** Opening Data for analysis block **
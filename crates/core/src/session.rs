//! Per-visitor shopping session.
//!
//! Pairs one cart with one checkout flow and enforces the rules that span
//! both: the cart is frozen while an order is in flight, and emptying the
//! cart during address entry sends the flow back to reviewing.

use serde::Serialize;

use crate::address::AddressField;
use crate::cart::{CartCommand, CartState};
use crate::checkout::{CheckoutError, CheckoutFlow, CheckoutStage, SubmissionOutcome, SubmissionTicket};
use crate::order::{OrderError, OrderReceipt};

/// Cart and checkout state for one shopper.
#[derive(Debug, Clone, Default, PartialEq, Eq, Serialize)]
pub struct ShoppingSession {
    cart: CartState,
    checkout: CheckoutFlow,
}

impl ShoppingSession {
    #[must_use]
    pub fn new() -> Self {
        Self::default()
    }

    #[must_use]
    pub const fn cart(&self) -> &CartState {
        &self.cart
    }

    #[must_use]
    pub const fn checkout(&self) -> &CheckoutFlow {
        &self.checkout
    }

    #[must_use]
    pub const fn stage(&self) -> CheckoutStage {
        self.checkout.stage()
    }

    /// Apply a cart command. Returns whether the cart changed.
    ///
    /// # Errors
    ///
    /// Returns [`CheckoutError::SubmissionInProgress`] while an order is in
    /// flight; the pending order was priced from the current lines.
    pub fn apply(&mut self, command: CartCommand) -> Result<bool, CheckoutError> {
        if self.checkout.is_submitting() {
            return Err(CheckoutError::SubmissionInProgress);
        }
        let changed = self.cart.apply(command);
        if self.cart.is_empty() && self.checkout.stage() == CheckoutStage::EnteringAddress {
            self.checkout.back()?;
        }
        Ok(changed)
    }

    /// Start checkout. Returns whether the stage changed.
    pub fn begin_checkout(&mut self) -> bool {
        self.checkout.begin(&self.cart)
    }

    /// Replace one address field.
    ///
    /// # Errors
    ///
    /// Fails unless checkout is collecting an address.
    pub fn update_address(
        &mut self,
        field: AddressField,
        value: impl Into<String>,
    ) -> Result<(), CheckoutError> {
        self.checkout.update_field(field, value)
    }

    /// Return to the cart view.
    ///
    /// # Errors
    ///
    /// Returns [`CheckoutError::SubmissionInProgress`] while an order is in flight.
    pub fn back(&mut self) -> Result<bool, CheckoutError> {
        self.checkout.back()
    }

    /// Validate the draft and start submitting.
    ///
    /// # Errors
    ///
    /// See [`CheckoutFlow::submit`].
    pub fn submit(&mut self) -> Result<SubmissionTicket, CheckoutError> {
        self.checkout.submit(&self.cart)
    }

    /// Feed an order reply back in.
    pub fn resolve(
        &mut self,
        attempt: u64,
        reply: Result<OrderReceipt, OrderError>,
    ) -> SubmissionOutcome {
        self.checkout.resolve(attempt, reply, &mut self.cart)
    }
}
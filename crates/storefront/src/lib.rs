//! AgriTech storefront library.
//!
//! Server-rendered site for the AgriTech marketplace: landing and about
//! pages, mocked AI products, and a cash-on-delivery cart and checkout.
//! Exposed as a library so the router can be driven in-process by tests.

#![cfg_attr(not(test), forbid(unsafe_code))]

pub mod config;
pub mod content;
pub mod error;
pub mod filters;
pub mod middleware;
pub mod routes;
pub mod services;
pub mod state;

use std::path::Path;

use axum::{Router, middleware::from_fn, routing::get};
use tower_http::{services::ServeDir, trace::TraceLayer};

use crate::state::AppState;

/// Static assets bundled with the crate.
pub const STATIC_DIR: &str = concat!(env!("CARGO_MANIFEST_DIR"), "/static");

/// Build the application router with all middleware.
///
/// Sentry layers are added by the binary so tests run without a client.
pub fn app(state: AppState) -> Router {
    let session_layer = middleware::create_session_layer(state.config());

    Router::new()
        .route("/health", get(health))
        .merge(routes::routes())
        .nest_service("/static", ServeDir::new(Path::new(STATIC_DIR)))
        .layer(session_layer)
        .layer(from_fn(middleware::security_headers_middleware))
        .layer(from_fn(middleware::request_id_middleware))
        .layer(
            TraceLayer::new_for_http().make_span_with(|request: &axum::extract::Request| {
                tracing::info_span!(
                    "http_request",
                    method = %request.method(),
                    uri = %request.uri(),
                    request_id = tracing::field::Empty,
                )
            }),
        )
        .with_state(state)
}

/// Liveness health check endpoint.
///
/// Returns "ok" if the server is running.
async fn health() -> &'static str {
    "ok"
}
//! Marketplace route handlers.
//!
//! Product grid with category filter, plus the shopper's cart panel.

use askama::Template;
use askama_web::WebTemplate;
use axum::{
    extract::{Query, State},
    response::IntoResponse,
};
use serde::Deserialize;
use tracing::instrument;

use agritech_core::{Product, ProductCategory};

use crate::error::{AppError, Result};
use crate::filters;
use crate::middleware::CurrentShopper;
use crate::routes::cart::PanelView;
use crate::state::AppState;

/// Product card display data for templates.
#[derive(Clone)]
pub struct ProductView {
    pub id: String,
    pub name: String,
    pub description: String,
    pub price: String,
    pub image: String,
    pub category: &'static str,
}

impl From<&Product> for ProductView {
    fn from(product: &Product) -> Self {
        Self {
            id: product.id.to_string(),
            name: product.name.clone(),
            description: product.description.clone(),
            price: product.price.display(),
            image: product.image.clone(),
            category: product.category.label(),
        }
    }
}

/// Category filter tab.
#[derive(Clone)]
pub struct CategoryView {
    pub key: &'static str,
    pub label: &'static str,
    pub active: bool,
}

/// Marketplace page template.
#[derive(Template, WebTemplate)]
#[template(path = "marketplace.html")]
pub struct MarketplaceTemplate {
    pub products: Vec<ProductView>,
    pub categories: Vec<CategoryView>,
    pub show_all: bool,
    pub panel: PanelView,
}

impl MarketplaceTemplate {
    /// Build the page, optionally filtered to one category.
    #[must_use]
    pub fn new(state: &AppState, category: Option<ProductCategory>, panel: PanelView) -> Self {
        let catalog = state.catalog();
        let products = match category {
            Some(category) => catalog.in_category(category).map(ProductView::from).collect(),
            None => catalog.products().iter().map(ProductView::from).collect(),
        };

        Self {
            products,
            categories: ProductCategory::ALL
                .iter()
                .map(|&c| CategoryView {
                    key: c.key(),
                    label: c.label(),
                    active: category == Some(c),
                })
                .collect(),
            show_all: category.is_none(),
            panel,
        }
    }
}

/// Marketplace query parameters.
#[derive(Debug, Deserialize)]
pub struct MarketplaceQuery {
    pub category: Option<String>,
}

/// Parse an optional category filter. Empty means all.
///
/// # Errors
///
/// Returns `AppError::BadRequest` for unknown categories.
pub fn parse_category(raw: Option<&str>) -> Result<Option<ProductCategory>> {
    match raw.map(str::trim) {
        None | Some("") => Ok(None),
        Some(key) => key.parse().map(Some).map_err(AppError::BadRequest),
    }
}

/// Display the marketplace.
///
/// # Errors
///
/// Returns 400 for an unknown category.
#[instrument(skip(state, shopper), fields(shopper = %shopper.id))]
pub async fn index(
    State(state): State<AppState>,
    shopper: CurrentShopper,
    Query(query): Query<MarketplaceQuery>,
) -> Result<impl IntoResponse> {
    let category = parse_category(query.category.as_deref())?;
    let panel = PanelView::new(&*shopper.session.lock().await);
    Ok(MarketplaceTemplate::new(&state, category, panel))
}
//! Custom Askama template filters.

#![allow(clippy::unnecessary_wraps)]

use std::fmt::Display;

/// Returns the current year.
///
/// Usage in templates: `{{ ""|current_year }}`
#[askama::filter_fn]
pub fn current_year(_value: impl Display, _env: &dyn askama::Values) -> askama::Result<i32> {
    use chrono::Datelike;
    Ok(chrono::Utc::now().year())
}

/// Returns the content hash for main.css.
///
/// The hash is computed at build time from the CSS file content and used as
/// a cache-busting query string.
///
/// Usage in templates: `{{ ""|css_hash }}`
#[askama::filter_fn]
pub fn css_hash(_value: impl Display, _env: &dyn askama::Values) -> askama::Result<&'static str> {
    Ok(env!("CSS_HASH"))
}

/// Formats a shopper-facing count with a singular or plural noun.
///
/// Usage in templates: `{{ count|items }}` renders `1 item` or `3 items`.
#[askama::filter_fn]
pub fn items(count: impl Display, _env: &dyn askama::Values) -> askama::Result<String> {
    let count = count.to_string();
    let noun = if count == "1" { "item" } else { "items" };
    Ok(format!("{count} {noun}"))
}
//! Product category enum.

use serde::{Deserialize, Serialize};

/// Marketplace product category.
#[derive(Debug, Clone, Copy, PartialEq, Eq, Hash, Serialize, Deserialize)]
#[serde(rename_all = "lowercase")]
pub enum ProductCategory {
    Tools,
    Seeds,
    Fertilizers,
    Pesticides,
}

impl ProductCategory {
    /// All categories in display order.
    pub const ALL: [Self; 4] = [
        Self::Tools,
        Self::Seeds,
        Self::Fertilizers,
        Self::Pesticides,
    ];

    /// Machine-readable key (matches the serde representation).
    #[must_use]
    pub const fn key(self) -> &'static str {
        match self {
            Self::Tools => "tools",
            Self::Seeds => "seeds",
            Self::Fertilizers => "fertilizers",
            Self::Pesticides => "pesticides",
        }
    }

    /// Human-readable label.
    #[must_use]
    pub const fn label(self) -> &'static str {
        match self {
            Self::Tools => "Tools",
            Self::Seeds => "Seeds",
            Self::Fertilizers => "Fertilizers",
            Self::Pesticides => "Pesticides",
        }
    }
}

impl std::fmt::Display for ProductCategory {
    fn fmt(&self, f: &mut std::fmt::Formatter<'_>) -> std::fmt::Result {
        f.write_str(self.key())
    }
}

impl std::str::FromStr for ProductCategory {
    type Err = String;

    fn from_str(s: &str) -> Result<Self, Self::Err> {
        Self::ALL
            .into_iter()
            .find(|category| category.key() == s)
            .ok_or_else(|| format!("invalid product category: {s}"))
    }
}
** Closing Data for analysis block **
● **Try it**
If a line above holds the string "ProductCategory", return it as it stands.

● **Solution to this exercise**
use agritech_core::{Product, ProductCategory};
    pub fn new(state: &AppState, category: Option<ProductCategory>, panel: PanelView) -> Self {
            categories: ProductCategory::ALL
pub fn parse_category(raw: Option<&str>) -> Result<Option<ProductCategory>> {
pub enum ProductCategory {
impl ProductCategory {
impl std::fmt::Display for ProductCategory {
impl std::str::FromStr for ProductCategory {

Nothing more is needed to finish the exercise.